I am using a Spider with a rotary encoder and two pulse modules to make distance measurements on a piece of laboratory equipment. The encoder is measuring linear distance. Two sensors generate start and stop signals which I detect using interrupts. I think I am getting noise due to the high standard deviation of my measurements. I am not an electrical guy so I am unsure how to ground these devices. Can I ground the Spider to the grounded lab equipment? Can I tie the ground on the pulse module to the ground on the lab equipment? I am using two pulse modules because the signals I am sensing come from different sources and I am worried that the grounds may not be the same.This has come up with other measurements I have made and I have wondered if there was a “Best Practices” document on this topic.


#2

All of the modules that are connected to the Spider will have their grounds tied together as standard.

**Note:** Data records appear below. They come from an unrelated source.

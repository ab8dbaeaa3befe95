//! Configuration loading and resolution.

use crate::types::Locale;
use std::path::PathBuf;

/// Environment variable naming the store file
pub const STORE_ENV: &str = "NURSERY_INSIGHT_STORE";

/// Environment variable naming the output locale
pub const LOCALE_ENV: &str = "NURSERY_INSIGHT_LOCALE";

/// Store location used when nothing else is configured
pub const DEFAULT_STORE_PATH: &str = ".nursery/insight.json";

/// Resolved runtime settings
#[derive(Debug, Clone, PartialEq, Eq)]
pub struct InsightConfig {
    pub store_path: PathBuf,
    pub locale: Locale,
}

impl InsightConfig {
    /// Resolve from explicit values, then the environment, then defaults
    pub fn resolve(store: Option<&str>, locale: Option<&str>) -> Result<Self, String> {
        Ok(Self {
            store_path: resolve_store_path(store, std::env::var(STORE_ENV).ok().as_deref()),
            locale: resolve_locale(locale, std::env::var(LOCALE_ENV).ok().as_deref())?,
        })
    }
}

/// Resolve the store file path.
pub fn resolve_store_path(explicit: Option<&str>, from_env: Option<&str>) -> PathBuf {
    if let Some(path) = explicit.filter(|p| !p.trim().is_empty()) {
        return PathBuf::from(path);
    }

    if let Some(path) = from_env.filter(|p| !p.trim().is_empty()) {
        return PathBuf::from(path);
    }

    PathBuf::from(DEFAULT_STORE_PATH)
}

/// Resolve the output locale; an unknown explicit value is an error
pub fn resolve_locale(explicit: Option<&str>, from_env: Option<&str>) -> Result<Locale, String> {
    match explicit.or(from_env) {
        Some(value) => value.parse(),
        None => Ok(Locale::default()),
    }
}

#[cfg(test)]
mod tests {
    use super::*;

    #[test]
    fn test_store_path_precedence() {
        assert_eq!(
            resolve_store_path(Some("a.json"), Some("b.json")),
            PathBuf::from("a.json")
        );
        assert_eq!(resolve_store_path(None, Some("b.json")), PathBuf::from("b.json"));
        assert_eq!(resolve_store_path(Some(""), None), PathBuf::from(DEFAULT_STORE_PATH));
    }

    #[test]
    fn test_locale_precedence() {
        assert_eq!(resolve_locale(None, None), Ok(Locale::Fr));
        assert_eq!(resolve_locale(None, Some("en")), Ok(Locale::En));
        assert_eq!(resolve_locale(Some("fr"), Some("en")), Ok(Locale::Fr));
        assert!(resolve_locale(Some("klingon"), None).is_err());
    }
}
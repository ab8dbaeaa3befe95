//! Pattern detection
//!
//! Aggregates normalized observations into a [`PatternSummary`]: tags that keep
//! coming back, hours of the day that tend to be hard, and how many episodes were
//! intense.

use crate::types::{NormalizedObservation, PatternSummary};
use std::collections::{HashMap, HashSet};

/// Minimum number of observations carrying a tag for it to be recurring
pub const RECURRING_TAG_MIN_OCCURRENCES: u32 = 3;

/// Intensity at or above which an observation counts as high
pub const HIGH_INTENSITY_THRESHOLD: u8 = 4;

/// Mean intensity an hour must strictly exceed to be difficult
pub const DIFFICULT_HOUR_MEAN_THRESHOLD: f64 = 3.0;

/// Pattern detector over one window of normalized observations
pub struct PatternDetector;

impl PatternDetector {
    /// Detect patterns
    ///
    /// Qualifying tags and hours are returned in the order they were first seen,
    /// so the output is fully determined by the input order. A tag counts at most
    /// once per observation.
    pub fn detect(observations: &[NormalizedObservation]) -> PatternSummary {
        let mut tag_counts = FirstSeenCounter::<String, u32>::default();
        let mut hour_intensities = FirstSeenCounter::<u32, Vec<u8>>::default();
        let mut high_intensity_count = 0u32;

        for obs in observations {
            let mut seen = HashSet::with_capacity(obs.tags.len());
            for tag in obs.tags.iter().filter(|t| seen.insert(t.as_str())) {
                *tag_counts.entry(tag) += 1;
            }

            hour_intensities.entry(&obs.hour).push(obs.intensity);

            if obs.intensity >= HIGH_INTENSITY_THRESHOLD {
                high_intensity_count += 1;
            }
        }

        let recurring_tags = tag_counts
            .into_entries()
            .filter(|(_, count)| *count >= RECURRING_TAG_MIN_OCCURRENCES)
            .map(|(tag, _)| tag)
            .collect();

        let difficult_hours = hour_intensities
            .into_entries()
            .filter(|(_, intensities)| {
                mean_intensity(intensities).is_some_and(|m| m > DIFFICULT_HOUR_MEAN_THRESHOLD)
            })
            .map(|(hour, _)| hour)
            .collect();

        PatternSummary {
            recurring_tags,
            difficult_hours,
            high_intensity_count,
            total_observations: observations.len() as u32,
        }
    }
}

/// Arithmetic mean; `None` for an empty bucket
fn mean_intensity(intensities: &[u8]) -> Option<f64> {
    if intensities.is_empty() {
        return None;
    }
    let sum: u64 = intensities.iter().map(|&i| u64::from(i)).sum();
    Some(sum as f64 / intensities.len() as f64)
}

/// Keyed accumulator that iterates in first-insertion order
struct FirstSeenCounter<K, V> {
    index: HashMap<K, usize>,
    entries: Vec<(K, V)>,
}

impl<K, V> Default for FirstSeenCounter<K, V> {
    fn default() -> Self {
        Self {
            index: HashMap::new(),
            entries: Vec::new(),
        }
    }
}

impl<K: Clone + Eq + std::hash::Hash, V: Default> FirstSeenCounter<K, V> {
    fn entry(&mut self, key: &K) -> &mut V {
        let slot = match self.index.get(key) {
            Some(&slot) => slot,
            None => {
                self.entries.push((key.clone(), V::default()));
                let slot = self.entries.len() - 1;
                self.index.insert(key.clone(), slot);
                slot
            }
        };
        &mut self.entries[slot].1
    }

    fn into_entries(self) -> impl Iterator<Item = (K, V)> {
        self.entries.into_iter()
    }
}
fn cmd_summarize(
    input: &Path,
    input_format: InputFormat,
    locale: Locale,
    format: &OutputFormat,
) -> Result<(), InsightCliError> {
    // Read input
    let input_data = if input.to_string_lossy() == "-" {
        let mut buffer = String::new();
        io::stdin().read_to_string(&mut buffer)?;
        buffer
    } else {
        fs::read_to_string(input)?
    };

    // Parse observations
    let mut observations: Vec<Observation> = match input_format {
        InputFormat::Ndjson => input_data
            .lines()
            .map(str::trim)
            .filter(|l| !l.is_empty())
            .map(serde_json::from_str)
            .collect::<Result<_, _>>()?,
        InputFormat::Json => serde_json::from_str(&input_data)?,
    };
    observations.sort_by_key(|o| o.observed_at);

    let outcome = match synthesize(&observations, locale) {
        Some(synthesis) => SummarizeReport::Completed { synthesis },
        None => SummarizeReport::InsufficientData {
            message: INSUFFICIENT_DATA_MESSAGE.to_string(),
        },
    };

    print_output(&outcome, format)
}

fn cmd_doctor(config: &InsightConfig, json: bool) -> Result<(), InsightCliError> {
    let mut checks: Vec<DoctorCheck> = Vec::new();

    checks.push(DoctorCheck {
        name: "insight_version".to_string(),
        status: CheckStatus::Ok,
        message: format!("Insight version {}", INSIGHT_VERSION),
    });

    let source = if std::env::var(STORE_ENV).is_ok() {
        format!("from ${STORE_ENV}")
    } else if config.store_path == Path::new(DEFAULT_STORE_PATH) {
        "default".to_string()
    } else {
        "from --store".to_string()
    };
    checks.push(DoctorCheck {
        name: "store_path".to_string(),
        status: CheckStatus::Ok,
        message: format!("{} ({})", config.store_path.display(), source),
    });

    // Check the store file itself
    let store = JsonFileStore::open(&config.store_path);
    if config.store_path.exists() {
        match store.load() {
            Ok(snapshot) => {
                let children = store.child_ids().map(|c| c.len()).unwrap_or(0);
                checks.push(DoctorCheck {
                    name: "store".to_string(),
                    status: CheckStatus::Ok,
                    message: format!(
                        "Store valid ({} observations, {} children, {} analyses)",
                        snapshot.observations.len(),
                        children,
                        snapshot.analytics.len()
                    ),
                });
            }
            Err(e) => {
                checks.push(DoctorCheck {
                    name: "store".to_string(),
                    status: CheckStatus::Error,
                    message: format!("Cannot read store: {}", e),
                });
            }
        }
    } else {
        checks.push(DoctorCheck {
            name: "store".to_string(),
            status: CheckStatus::Warning,
            message: "Store file does not exist yet (created on first write)".to_string(),
        });
    }

    checks.push(DoctorCheck {
        name: "locale".to_string(),
        status: CheckStatus::Ok,
        message: format!("{:?}", config.locale).to_lowercase(),
    });

    // Check stdin is available (for summarize -)
    let stdin_check = if atty::is(atty::Stream::Stdin) {
        DoctorCheck {
            name: "stdin".to_string(),
            status: CheckStatus::Ok,
            message: "stdin is a TTY (interactive mode)".to_string(),
        }
    } else {
        DoctorCheck {
            name: "stdin".to_string(),
            status: CheckStatus::Ok,
            message: "stdin is a pipe (summarize -i - ready)".to_string(),
        }
    };
    checks.push(stdin_check);

    let report = DoctorReport {
        producer: PRODUCER_NAME.to_string(),
        version: INSIGHT_VERSION.to_string(),
        checks,
    };

    if json {
        println!("{}", serde_json::to_string_pretty(&report)?);
    } else {
        println!("Insight Doctor Report");
        println!("=====================");
        println!("Producer: {}", report.producer);
        println!("Version:  {}", report.version);
        println!("\nChecks:");

        for check in &report.checks {
            let status_icon = match check.status {
                CheckStatus::Ok => "[OK]",
                CheckStatus::Warning => "[WARN]",
                CheckStatus::Error => "[ERR]",
            };
            println!("  {} {}: {}", status_icon, check.name, check.message);
        }
    }

    let has_errors = report
        .checks
        .iter()
        .any(|c| matches!(c.status, CheckStatus::Error));
    if has_errors {
        Err(InsightCliError::DoctorFailed)
    } else {
        Ok(())
    }
}

// Helper functions

fn print_output<T: Serialize>(value: &T, format: &OutputFormat) -> Result<(), InsightCliError> {
    let rendered = match format {
        OutputFormat::Json => serde_json::to_string(value)?,
        OutputFormat::JsonPretty => serde_json::to_string_pretty(value)?,
    };
    println!("{}", rendered);
    Ok(())
}

fn parse_timestamp(raw: &str) -> Result<DateTime<FixedOffset>, InsightCliError> {
    DateTime::parse_from_rfc3339(raw)
        .map_err(|e| InsightCliError::InvalidTimestamp(format!("{raw}: {e}")))
}

fn parse_now(raw: Option<&str>) -> Result<DateTime<Utc>, InsightCliError> {
    match raw {
        Some(raw) => Ok(parse_timestamp(raw)?.with_timezone(&Utc)),
        None => Ok(Utc::now()),
    }
}

#[derive(Debug)]
enum InsightCliError {
    Io(io::Error),
    Analysis(AnalysisError),
    Json(serde_json::Error),
    Config(String),
    InvalidTimestamp(String),
    BatchFailed(usize),
    DoctorFailed,
}

impl From<io::Error> for InsightCliError {
    fn from(e: io::Error) -> Self {
        InsightCliError::Io(e)
    }
}

impl From<AnalysisError> for InsightCliError {
    fn from(e: AnalysisError) -> Self {
        InsightCliError::Analysis(e)
    }
}

impl From<serde_json::Error> for InsightCliError {
    fn from(e: serde_json::Error) -> Self {
        InsightCliError::Json(e)
    }
}

#[derive(Serialize)]
struct CliError {
    code: String,
    message: String,
    hint: Option<String>,
}

impl From<InsightCliError> for CliError {
    fn from(e: InsightCliError) -> Self {
        match e {
            InsightCliError::Io(e) => CliError {
                code: "IO_ERROR".to_string(),
                message: e.to_string(),
                hint: Some("Check file paths and permissions".to_string()),
            },
            InsightCliError::Analysis(e) => {
                let (code, hint) = match &e {
                    AnalysisError::Load(_) | AnalysisError::History(_) => {
                        ("LOAD_FAILED", "Check that the store file is readable")
                    }
                    AnalysisError::Persist(_) | AnalysisError::Record(_) => {
                        ("PERSIST_FAILED", "Check that the store file is writable")
                    }
                    AnalysisError::InvalidObservation(_) => (
                        "INVALID_OBSERVATION",
                        "Category must be set and intensity between 1 and 5",
                    ),
                    AnalysisError::JsonError(_) => ("JSON_ERROR", "Check JSON syntax"),
                };
                CliError {
                    code: code.to_string(),
                    message: e.to_string(),
                    hint: Some(hint.to_string()),
                }
            }
            InsightCliError::Json(e) => CliError {
                code: "JSON_ERROR".to_string(),
                message: e.to_string(),
                hint: Some("Check JSON syntax".to_string()),
            },
            InsightCliError::Config(msg) => CliError {
                code: "CONFIG_ERROR".to_string(),
                message: msg,
                hint: Some("Supported locales: fr, en".to_string()),
            },
            InsightCliError::InvalidTimestamp(msg) => CliError {
                code: "INVALID_TIMESTAMP".to_string(),
                message: msg,
                hint: Some("Use RFC 3339, e.g. 2024-03-10T14:05:00+01:00".to_string()),
            },
            InsightCliError::BatchFailed(count) => CliError {
                code: "BATCH_FAILED".to_string(),
                message: format!("{} analyses failed", count),
                hint: Some("Review the batch report for details".to_string()),
            },
            InsightCliError::DoctorFailed => CliError {
                code: "DOCTOR_FAILED".to_string(),
                message: "One or more health checks failed".to_string(),
                hint: Some("Review the doctor report for details".to_string()),
            },
        }
    }
}

// Report types

#[derive(Serialize)]
struct BatchReportEntry {
    child_id: String,
    #[serde(skip_serializing_if = "Option::is_none")]
    outcome: Option<AnalysisOutcome>,
    #[serde(skip_serializing_if = "Option::is_none")]
    error: Option<String>,
}

#[derive(Serialize)]
#[serde(tag = "status", rename_all = "snake_case")]
enum SummarizeReport {
    InsufficientData {
        message: String,
    },
    Completed {
        synthesis: nursery_insight::Synthesis,
    },
}

#[derive(Serialize)]
struct DoctorReport {
    producer: String,
    version: String,
    checks: Vec<DoctorCheck>,
}

#[derive(Serialize)]
struct DoctorCheck {
    name: String,
    status: CheckStatus,
    message: String,
}

#[derive(Serialize)]
enum CheckStatus {
    Ok,
    Warning,
    Error,
}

This is part of the module connection to the spider.
Can you give more details on how the sensors for start and stop are connected?
Pictures are always useful too.
Where do you see the noise in the results? Is it in the encoder data? the more info you can give the better.


#3

Thanks HughB,

Two signals are being monitored. Each is connected to a pulse module. One signal is from a rotary encoder and the other is from a separate piece of equipment. I was concerned that there might be a potential difference between the grounds on the two signal lines which is why I used two pulse modules but your comment that the grounds are ultimately joined on the Spider board made me realize one pulse module would have been ok.

Both signal lines are shielded and the shields are connected and grounded.

The start/stop signal is generated by photo diodes. The signals are available on a single output line which is typically used to trigger a counter. I am using the signal to start and stop counting pulses. the signal goes from 0 to 5 volts on a start and 5 to 0 on a stop. I am using a single interrupt (interrupt mode rising and falling) to reset the counter and report total pulses. I am getting interrupts at times when I should not be. Noise?

The rotary encoder is connected by a cable to a piston which is passing by the photo diodes. As the photo diodes trigger the pulses from the encoder are counted. The total pulses are higher than what I expected. Also, the variability in repeated tests is high. The bias and variability made me think noise could be the problem. The bias and variability are roughly the same magnitude, 0.05".

I will get a picture tomorrow when I am at work.


#4

Hi,
perhaps something like this could solve your problems.

Optokoppler mit Schmitt-Trigger Sharp PC 900 DIP

http://www.conrad.de/ce/de/product/184098/Optokoppler-mit-Schmitt-Trigger-Sharp-PC-900-DIP-6-Ausfuehrung-Optokoppler-mit-Schmitt-Trigger


#5

RoSchmi,

You have overestimated my technical ability. I will look into the trigger and in the long run this may be what I need. My next step is to connect a counter in place of the spider and pulse modules. I can trigger and count with a bit more control like triggering sensitivity and filtering. If my results agree with the Spider system then I will conclude the problem lies with the equipment producing the signals.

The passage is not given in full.